Increasingly, the purchasing committees aren’t even located in the same city as the surgeons who use the equipment, William explained. Everything goes through GPOs. The purchasing decision makers are not even administrators who roam the operating rooms and see how surgery is done. Their offices are often in separate buildings, far away. When he went to pitch one health system on the new 4K monitors, he traveled to Philadelphia to meet with a purchasing committee deciding which resolution screens to have surgeons use in Phoenix.
Personally, I haven’t ever met the purchasing decision makers. How would they decide whether a surgeon can have the same 4K technology in the operating room that I already had at home to watch Madagascar 2?
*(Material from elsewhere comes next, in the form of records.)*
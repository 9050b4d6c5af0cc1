use crate::color::{Rgb, rgb_to_hex};
use crate::config::devbox_no_color_override;
use crossterm::style::Color;
use std::io::IsTerminal;

/// Check if terminal supports color output
pub fn supports_color() -> bool {
    // Honor devbox-specific override for disabling color output
    if let Some(no_color_override) = devbox_no_color_override() {
        return !no_color_override;
    }

    if !std::io::stdout().is_terminal() {
        return false;
    }

    if let Ok(term) = std::env::var("TERM") {
        if term == "dumb" {
            return false;
        }
    }

    true
}

/// Relative luminosity in 0.0..=1.0
pub fn calculate_luminosity(rgb: Rgb) -> f64 {
    let r = f64::from(rgb.r) / 255.0;
    let g = f64::from(rgb.g) / 255.0;
    let b = f64::from(rgb.b) / 255.0;

    0.299 * r + 0.587 * g + 0.114 * b
}

/// Text color that stays readable on top of `background`
pub fn contrasting_text(background: Rgb) -> Rgb {
    if calculate_luminosity(background) > 0.55 {
        Rgb::new(0, 0, 0)
    } else {
        Rgb::new(255, 255, 255)
    }
}

pub fn to_crossterm(rgb: Rgb) -> Color {
    Color::Rgb {
        r: rgb.r,
        g: rgb.g,
        b: rgb.b,
    }
}

/// Foreground/background pair rendered as truecolor escape sequences
#[derive(Debug, Clone, Default)]
pub struct AnsiStyle {
    pub fg_color: Option<Color>,
    pub bg_color: Option<Color>,
}

impl AnsiStyle {
    pub fn new() -> Self {
        Self::default()
    }

    pub fn fg(mut self, color: Color) -> Self {
        self.fg_color = Some(color);
        self
    }

    pub fn bg(mut self, color: Color) -> Self {
        self.bg_color = Some(color);
        self
    }

    pub fn apply(&self, text: &str, no_colors: bool) -> String {
        if no_colors {
            return text.to_string();
        }

        let mut result = String::new();

        if let Some(Color::Rgb { r, g, b }) = self.fg_color {
            result.push_str(&format!("\x1b[38;2;{};{};{}m", r, g, b));
        }
        if let Some(Color::Rgb { r, g, b }) = self.bg_color {
            result.push_str(&format!("\x1b[48;2;{};{};{}m", r, g, b));
        }

        result.push_str(text);
        result.push_str("\x1b[0m");

        result
    }
}

/// Padded hex label painted on its own color, or the bare hex without colors
pub fn swatch(rgb: Rgb, no_colors: bool) -> String {
    if no_colors {
        return rgb_to_hex(rgb);
    }

    let label = format!(" {} ", rgb_to_hex(rgb));

    AnsiStyle::new()
        .fg(to_crossterm(contrasting_text(rgb)))
        .bg(to_crossterm(rgb))
        .apply(&label, no_colors)
}
use serde::Serialize;

/// Color used whenever a hex string cannot be parsed
pub const FALLBACK_HEX: &str = "#529DFF";

const FALLBACK_VALUE: u32 = 0x529DFF;

/// Lightness/saturation offsets for the tonal ladder, darkest first
pub const SHADE_OFFSETS: [(i32, i32); 5] = [(-28, -14), (-16, -8), (0, 0), (12, 6), (22, 11)];

/// Hue/saturation/lightness offsets applied around the complementary hue
pub const COMPLEMENTARY_OFFSETS: [(i32, i32, i32); 3] = [(-12, -6, 6), (0, 0, 0), (12, 6, -6)];

#[derive(Debug, Clone, Copy, PartialEq, Eq, Serialize)]
pub struct Rgb {
    pub r: u8,
    pub g: u8,
    pub b: u8,
}

impl Rgb {
    pub const fn new(r: u8, g: u8, b: u8) -> Self {
        Self { r, g, b }
    }
}

/// HSL triple with hue in degrees and saturation/lightness in percent.
///
/// Fields are signed so derived values may temporarily leave their range;
/// [`hsl_to_rgb`] wraps the hue and clamps the percentages.
#[derive(Debug, Clone, Copy, PartialEq, Eq, Serialize)]
pub struct Hsl {
    pub h: i32,
    pub s: i32,
    pub l: i32,
}

impl Hsl {
    pub const fn new(h: i32, s: i32, l: i32) -> Self {
        Self { h, s, l }
    }
}

/// Palette derived from a single base color
#[derive(Debug, Clone, PartialEq, Eq, Serialize)]
pub struct Palette {
    pub base: String,
    pub shades: [String; 5],
    pub complementary: [String; 3],
}

/// Normalize a user supplied hex color to `#RRGGBB`.
///
/// Accepts an optional leading `#` and the 3-digit short form. Anything else
/// yields [`FALLBACK_HEX`].
pub fn normalize_hex(raw: &str) -> String {
    let trimmed = raw.trim();
    let digits = trimmed.strip_prefix('#').unwrap_or(trimmed).to_ascii_lowercase();

    if !digits.chars().all(|c| c.is_ascii_hexdigit()) {
        return FALLBACK_HEX.to_string();
    }

    match digits.len() {
        6 => format!("#{}", digits.to_ascii_uppercase()),
        3 => {
            let expanded: String = digits
                .chars()
                .flat_map(|c| [c, c])
                .collect::<String>()
                .to_ascii_uppercase();
            format!("#{}", expanded)
        }
        _ => FALLBACK_HEX.to_string(),
    }
}

/// Returns true when `raw` would normalize without hitting the fallback
pub fn is_valid_hex(raw: &str) -> bool {
    let trimmed = raw.trim();
    let digits = trimmed.strip_prefix('#').unwrap_or(trimmed);
    matches!(digits.len(), 3 | 6) && digits.chars().all(|c| c.is_ascii_hexdigit())
}

pub fn hex_to_rgb(hex: &str) -> Rgb {
    let normalized = normalize_hex(hex);
    let value = u32::from_str_radix(&normalized[1..], 16).unwrap_or(FALLBACK_VALUE);

    Rgb {
        r: ((value >> 16) & 255) as u8,
        g: ((value >> 8) & 255) as u8,
        b: (value & 255) as u8,
    }
}

pub fn rgb_to_hex(rgb: Rgb) -> String {
    format!("#{:02X}{:02X}{:02X}", rgb.r, rgb.g, rgb.b)
}

pub fn rgb_to_hsl(rgb: Rgb) -> Hsl {
    let r = f64::from(rgb.r) / 255.0;
    let g = f64::from(rgb.g) / 255.0;
    let b = f64::from(rgb.b) / 255.0;

    let max = r.max(g).max(b);
    let min = r.min(g).min(b);
    let l = (max + min) / 2.0;

    if max == min {
        return Hsl::new(0, 0, (l * 100.0).round() as i32);
    }

    let d = max - min;
    let s = if l > 0.5 {
        d / (2.0 - max - min)
    } else {
        d / (max + min)
    };

    let sector = if max == r {
        (g - b) / d + if g < b { 6.0 } else { 0.0 }
    } else if max == g {
        (b - r) / d + 2.0
    } else {
        (r - g) / d + 4.0
    };

    Hsl {
        h: ((sector / 6.0 * 360.0).round() as i32).rem_euclid(360),
        s: (s * 100.0).round() as i32,
        l: (l * 100.0).round() as i32,
    }
}

pub fn hsl_to_rgb(hsl: Hsl) -> Rgb {
    let h = f64::from(hsl.h.rem_euclid(360)) / 360.0;
    let s = f64::from(hsl.s.clamp(0, 100)) / 100.0;
    let l = f64::from(hsl.l.clamp(0, 100)) / 100.0;

    if s == 0.0 {
        let gray = to_channel(l);
        return Rgb::new(gray, gray, gray);
    }

    let q = if l < 0.5 { l * (1.0 + s) } else { l + s - l * s };
    let p = 2.0 * l - q;

    Rgb {
        r: to_channel(hue_to_channel(p, q, h + 1.0 / 3.0)),
        g: to_channel(hue_to_channel(p, q, h)),
        b: to_channel(hue_to_channel(p, q, h - 1.0 / 3.0)),
    }
}

fn hue_to_channel(p: f64, q: f64, t: f64) -> f64 {
    let t = if t < 0.0 {
        t + 1.0
    } else if t > 1.0 {
        t - 1.0
    } else {
        t
    };

    if t < 1.0 / 6.0 {
        p + (q - p) * 6.0 * t
    } else if t < 1.0 / 2.0 {
        q
    } else if t < 2.0 / 3.0 {
        p + (q - p) * (2.0 / 3.0 - t) * 6.0
    } else {
        p
    }
}

fn to_channel(value: f64) -> u8 {
    (value * 255.0).round().clamp(0.0, 255.0) as u8
}

/// Derive the tonal ladder and complementary triad for `base_hex`.
///
/// Shades hold the base hue and walk lightness from darkest to lightest.
/// Complementary tones sit around the hue opposite the base. Output order
/// follows the offset tables.
pub fn generate_palette(base_hex: &str) -> Palette {
    let base = normalize_hex(base_hex);
    let hsl = rgb_to_hsl(hex_to_rgb(&base));

    let shades = SHADE_OFFSETS.map(|(light, sat)| {
        rgb_to_hex(hsl_to_rgb(Hsl {
            h: hsl.h,
            s: (hsl.s + sat).clamp(12, 96),
            l: (hsl.l + light).clamp(8, 94),
        }))
    });

    let complementary = COMPLEMENTARY_OFFSETS.map(|(hue, sat, light)| {
        rgb_to_hex(hsl_to_rgb(Hsl {
            h: (hsl.h + 180 + hue).rem_euclid(360),
            s: (hsl.s + sat).clamp(18, 96),
            l: (hsl.l + light).clamp(10, 92),
        }))
    });

    Palette {
        base,
        shades,
        complementary,
    }
}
Purchasing only equipment that is “clinically acceptable” is far too low a bar. If the patients could see the difference in resolution, I’m sure they would have something to say about it. It was certainly clear to me: we should have what’s best for our patients.
Imagine you are a professional tennis player, and your agent hires an assistant to determine which tennis racket is “clinically acceptable.” You might end up with a Wilson T-2000 with a tiny head. Sure, you can win with it, but you can play better with the racket that makes you play better.
The idea of group purchasing makes sense for toilet paper, but on the front lines of patient care, doctors need to be an integral part of the decision making. Group purchasing is not the problem. It’s the risk that in the corporate hustle, decision makers don’t work hard to get the clinical input from practicing doctors and nurses.